- _PROBLEM TO WORK ON_:
Go through the records, and copy each line in which the string "range" is present.

- _DATA FOR ANALYSIS_:
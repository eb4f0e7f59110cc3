use std::collections::HashMap;

use sea_orm::{
    ActiveModelTrait, ActiveValue::NotSet, ColumnTrait, ConnectionTrait, EntityTrait,
    QueryFilter, QueryOrder, Set, TransactionTrait,
};

use crate::{
    dto::{
        IdInput,
        products::{CreateProductRequest, MarkerList, ProductList, RateProductRequest, ReviewList},
    },
    entity::{
        ProductReviews, ProductTagLinks, ProductTags, Products, UserProductDislikes,
        UserProductFavorites, product_reviews, product_tag_links, product_tags,
        products::{self, ProductType},
        user_product_dislikes, user_product_favorites,
    },
    error::{AppError, AppResult},
    middleware::auth::{Ctx, ensure_owner},
    models::{
        ProductMarker, ProductMarkerWithProduct, ProductReview, ProductReviewWithProduct,
        ProductTag, ProductWithTags, dislike_from_entity, favorite_from_entity,
        product_from_entity, review_from_entity, tag_from_entity,
    },
    state::AppState,
    validation::validate,
};

pub async fn list_products(state: &AppState, ctx: &Ctx) -> AppResult<ProductList> {
    if ctx.user.is_none() {
        return Ok(ProductList { items: Vec::new() });
    }

    let products = Products::find()
        .order_by_asc(products::Column::Name)
        .all(state.db())
        .await?;
    let items = attach_tags(state.db(), products).await?;
    Ok(ProductList { items })
}

pub async fn get_product(
    state: &AppState,
    ctx: &Ctx,
    input: IdInput,
) -> AppResult<Option<ProductWithTags>> {
    if ctx.user.is_none() {
        return Ok(None);
    }
    validate(&input)?;

    let Some(product) = Products::find_by_id(input.id).one(state.db()).await? else {
        return Ok(None);
    };
    Ok(attach_tags(state.db(), vec![product]).await?.pop())
}

pub async fn create_product(
    state: &AppState,
    ctx: &Ctx,
    payload: CreateProductRequest,
) -> AppResult<ProductWithTags> {
    let user = ctx.require_user()?;
    validate(&payload)?;
    let product_type = ProductType::parse(&payload.product_type.value).ok_or_else(|| {
        AppError::Validation(format!(
            "type: unknown product type \"{}\"",
            payload.product_type.value
        ))
    })?;

    let mut tag_ids: Vec<i32> = payload.tags.iter().map(|tag| tag.value).collect();
    tag_ids.sort_unstable();
    tag_ids.dedup();

    let txn = state.db().begin().await?;

    let tags = if tag_ids.is_empty() {
        Vec::new()
    } else {
        ProductTags::find()
            .filter(product_tags::Column::Id.is_in(tag_ids.clone()))
            .order_by_asc(product_tags::Column::Name)
            .all(&txn)
            .await?
    };
    if let Some(missing) = tag_ids
        .iter()
        .find(|id| !tags.iter().any(|tag| tag.id == **id))
    {
        return Err(AppError::not_found("ProductTag", *missing));
    }

    let product = products::ActiveModel {
        id: NotSet,
        name: Set(payload.name),
        brand: Set(payload.brand),
        description: Set(payload.description),
        product_type: Set(product_type),
        price: Set(payload.price),
    }
    .insert(&txn)
    .await?;

    if !tag_ids.is_empty() {
        let links = tag_ids.iter().map(|tag_id| product_tag_links::ActiveModel {
            product_id: Set(product.id),
            tag_id: Set(*tag_id),
        });
        ProductTagLinks::insert_many(links)
            .exec_without_returning(&txn)
            .await?;
    }

    txn.commit().await?;

    tracing::info!(user = %user.email, product_id = product.id, tags = tag_ids.len(), "product created");

    Ok(ProductWithTags {
        product: product_from_entity(product),
        tags: tags.into_iter().map(tag_from_entity).collect(),
    })
}

/// Marks a product as a favorite of the caller. Repeated calls add repeated
/// rows; the presentation layer hides the action once a marker exists.
pub async fn favorite_product(
    state: &AppState,
    ctx: &Ctx,
    input: IdInput,
) -> AppResult<ProductMarker> {
    let user = ctx.require_user()?;
    validate(&input)?;
    ensure_product_exists(state.db(), input.id).await?;

    let favorite = user_product_favorites::ActiveModel {
        id: NotSet,
        product_id: Set(input.id),
        user: Set(user.email.clone()),
        added_at: NotSet,
    }
    .insert(state.db())
    .await?;

    tracing::info!(user = %user.email, product_id = input.id, "product favorited");
    Ok(favorite_from_entity(favorite))
}

/// Same contract as [`favorite_product`], for dislikes.
pub async fn dislike_product(
    state: &AppState,
    ctx: &Ctx,
    input: IdInput,
) -> AppResult<ProductMarker> {
    let user = ctx.require_user()?;
    validate(&input)?;
    ensure_product_exists(state.db(), input.id).await?;

    let dislike = user_product_dislikes::ActiveModel {
        id: NotSet,
        product_id: Set(input.id),
        user: Set(user.email.clone()),
        added_at: NotSet,
    }
    .insert(state.db())
    .await?;

    tracing::info!(user = %user.email, product_id = input.id, "product disliked");
    Ok(dislike_from_entity(dislike))
}

pub async fn rate_product(
    state: &AppState,
    ctx: &Ctx,
    payload: RateProductRequest,
) -> AppResult<ProductReview> {
    let user = ctx.require_user()?;
    validate(&payload)?;
    ensure_product_exists(state.db(), payload.id).await?;

    let review = product_reviews::ActiveModel {
        id: NotSet,
        product_id: Set(payload.id),
        user: Set(user.email.clone()),
        rating: Set(payload.rating),
        review: Set(payload.review),
        created_at: NotSet,
    }
    .insert(state.db())
    .await?;

    tracing::info!(user = %user.email, product_id = payload.id, rating = payload.rating, "product rated");
    Ok(review_from_entity(review))
}

pub async fn user_favorites(state: &AppState, ctx: &Ctx) -> AppResult<MarkerList> {
    let Some(user) = ctx.user.as_ref() else {
        return Ok(MarkerList { items: Vec::new() });
    };

    let items = UserProductFavorites::find()
        .filter(user_product_favorites::Column::User.eq(user.email.as_str()))
        .order_by_desc(user_product_favorites::Column::AddedAt)
        .find_also_related(Products)
        .all(state.db())
        .await?
        .into_iter()
        .filter_map(|(marker, product)| {
            product.map(|product| ProductMarkerWithProduct {
                marker: favorite_from_entity(marker),
                product: product_from_entity(product),
            })
        })
        .collect();
    Ok(MarkerList { items })
}

pub async fn user_dislikes(state: &AppState, ctx: &Ctx) -> AppResult<MarkerList> {
    let Some(user) = ctx.user.as_ref() else {
        return Ok(MarkerList { items: Vec::new() });
    };

    let items = UserProductDislikes::find()
        .filter(user_product_dislikes::Column::User.eq(user.email.as_str()))
        .order_by_desc(user_product_dislikes::Column::AddedAt)
        .find_also_related(Products)
        .all(state.db())
        .await?
        .into_iter()
        .filter_map(|(marker, product)| {
            product.map(|product| ProductMarkerWithProduct {
                marker: dislike_from_entity(marker),
                product: product_from_entity(product),
            })
        })
        .collect();
    Ok(MarkerList { items })
}

pub async fn user_ratings(state: &AppState, ctx: &Ctx) -> AppResult<ReviewList> {
    let Some(user) = ctx.user.as_ref() else {
        return Ok(ReviewList { items: Vec::new() });
    };

    let items = ProductReviews::find()
        .filter(product_reviews::Column::User.eq(user.email.as_str()))
        .order_by_desc(product_reviews::Column::CreatedAt)
        .find_also_related(Products)
        .all(state.db())
        .await?
        .into_iter()
        .filter_map(|(review, product)| {
            product.map(|product| ProductReviewWithProduct {
                review: review_from_entity(review),
                product: product_from_entity(product),
            })
        })
        .collect();
    Ok(ReviewList { items })
}

pub async fn delete_favorite(state: &AppState, ctx: &Ctx, input: IdInput) -> AppResult<()> {
    let user = ctx.require_user()?;
    validate(&input)?;

    let found = UserProductFavorites::find_by_id(input.id)
        .one(state.db())
        .await?;
    let favorite = ensure_owner(found, "UserProductFavorite", input.id, user)?;
    UserProductFavorites::delete_by_id(favorite.id)
        .exec(state.db())
        .await?;

    tracing::info!(user = %user.email, favorite_id = favorite.id, "favorite removed");
    Ok(())
}

pub async fn delete_dislike(state: &AppState, ctx: &Ctx, input: IdInput) -> AppResult<()> {
    let user = ctx.require_user()?;
    validate(&input)?;

    let found = UserProductDislikes::find_by_id(input.id)
        .one(state.db())
        .await?;
    let dislike = ensure_owner(found, "UserProductDislike", input.id, user)?;
    UserProductDislikes::delete_by_id(dislike.id)
        .exec(state.db())
        .await?;

    tracing::info!(user = %user.email, dislike_id = dislike.id, "dislike removed");
    Ok(())
}

pub async fn delete_review(state: &AppState, ctx: &Ctx, input: IdInput) -> AppResult<()> {
    let user = ctx.require_user()?;
    validate(&input)?;

    let found = ProductReviews::find_by_id(input.id).one(state.db()).await?;
    let review = ensure_owner(found, "ProductReview", input.id, user)?;
    ProductReviews::delete_by_id(review.id)
        .exec(state.db())
        .await?;

    tracing::info!(user = %user.email, review_id = review.id, "review removed");
    Ok(())
}

async fn ensure_product_exists<C: ConnectionTrait>(db: &C, id: i32) -> AppResult<()> {
    match Products::find_by_id(id).one(db).await? {
        Some(_) => Ok(()),
        None => Err(AppError::not_found("Product", id)),
    }
}

/// Tags for each of the given products, keyed by product id.
pub(crate) async fn load_tags<C: ConnectionTrait>(
    db: &C,
    product_ids: &[i32],
) -> AppResult<HashMap<i32, Vec<ProductTag>>> {
    let mut by_product: HashMap<i32, Vec<ProductTag>> = HashMap::new();
    if product_ids.is_empty() {
        return Ok(by_product);
    }

    let links = ProductTagLinks::find()
        .filter(product_tag_links::Column::ProductId.is_in(product_ids.to_vec()))
        .find_also_related(ProductTags)
        .all(db)
        .await?;
    for (link, tag) in links {
        if let Some(tag) = tag {
            by_product
                .entry(link.product_id)
                .or_default()
                .push(tag_from_entity(tag));
        }
    }
    for tags in by_product.values_mut() {
        tags.sort_by(|a, b| a.name.cmp(&b.name));
    }
    Ok(by_product)
}

pub(crate) async fn attach_tags<C: ConnectionTrait>(
    db: &C,
    products: Vec<products::Model>,
) -> AppResult<Vec<ProductWithTags>> {
    let ids: Vec<i32> = products.iter().map(|p| p.id).collect();
    let tags = load_tags(db, &ids).await?;
    Ok(products
        .into_iter()
        .map(|product| ProductWithTags {
            tags: tags.get(&product.id).cloned().unwrap_or_default(),
            product: product_from_entity(product),
        })
        .collect())
}
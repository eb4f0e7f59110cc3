pub mod auth;
pub mod products;
pub mod reups;
pub mod tags;

use serde::{Deserialize, Serialize};
use utoipa::ToSchema;
use validator::Validate;

/// Input of every procedure that addresses a single row by id.
#[derive(Debug, Clone, Copy, Deserialize, Serialize, Validate, ToSchema)]
pub struct IdInput {
    #[validate(range(min = 1))]
    pub id: i32,
}
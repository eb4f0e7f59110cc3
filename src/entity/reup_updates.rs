use sea_orm::entity::prelude::*;

#[derive(Clone, Debug, PartialEq, Eq, DeriveEntityModel)]
#[sea_orm(table_name = "reup_updates")]
pub struct Model {
    #[sea_orm(primary_key)]
    pub id: i32,
    pub reup_id: i32,
    pub text: String,
    pub created_at: DateTimeWithTimeZone,
    pub updated_at: DateTimeWithTimeZone,
}

#[derive(Copy, Clone, Debug, EnumIter, DeriveRelation)]
pub enum Relation {
    #[sea_orm(
        belongs_to = "super::reups::Entity",
        from = "Column::ReupId",
        to = "super::reups::Column::Id"
    )]
    ReUps,
}

impl Related<super::reups::Entity> for Entity {
    fn to() -> RelationDef {
        Relation::ReUps.def()
    }
}

impl ActiveModelBehavior for ActiveModel {}
use serde::{Deserialize, Serialize};
use utoipa::ToSchema;
use validator::Validate;

use crate::{
    models::{ProductMarkerWithProduct, ProductReviewWithProduct, ProductWithTags},
    validation::{SelectOption, de_price},
};

#[derive(Debug, Clone, Deserialize, Serialize, Validate, ToSchema)]
pub struct CreateProductRequest {
    #[validate(length(min = 4, max = 255))]
    pub name: String,
    #[validate(length(min = 4, max = 255))]
    pub brand: String,
    #[serde(default)]
    #[validate(length(min = 5, max = 1000))]
    pub description: Option<String>,
    #[serde(rename = "type")]
    #[schema(value_type = SelectOption<String>)]
    pub product_type: SelectOption<String>,
    #[serde(deserialize_with = "de_price")]
    #[validate(range(min = 0.01))]
    pub price: f64,
    #[serde(default)]
    #[validate(nested)]
    #[schema(value_type = Vec<SelectOption<i32>>)]
    pub tags: Vec<SelectOption<i32>>,
}

#[derive(Debug, Clone, Deserialize, Serialize, Validate, ToSchema)]
pub struct RateProductRequest {
    #[validate(range(min = 1))]
    pub id: i32,
    #[validate(range(min = 1, max = 5))]
    pub rating: i16,
    #[validate(length(min = 5, max = 1000))]
    pub review: String,
}

#[derive(Debug, Serialize, ToSchema)]
#[serde(transparent)]
pub struct ProductList {
    #[schema(value_type = Vec<ProductWithTags>)]
    pub items: Vec<ProductWithTags>,
}

#[derive(Debug, Serialize, ToSchema)]
#[serde(transparent)]
pub struct MarkerList {
    #[schema(value_type = Vec<ProductMarkerWithProduct>)]
    pub items: Vec<ProductMarkerWithProduct>,
}

#[derive(Debug, Serialize, ToSchema)]
#[serde(transparent)]
pub struct ReviewList {
    #[schema(value_type = Vec<ProductReviewWithProduct>)]
    pub items: Vec<ProductReviewWithProduct>,
}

- _YOUR RESPONSE_:
    #[validate(range(min = 1))]
    #[validate(range(min = 0.01))]
    #[validate(range(min = 1))]
    #[validate(range(min = 1, max = 5))]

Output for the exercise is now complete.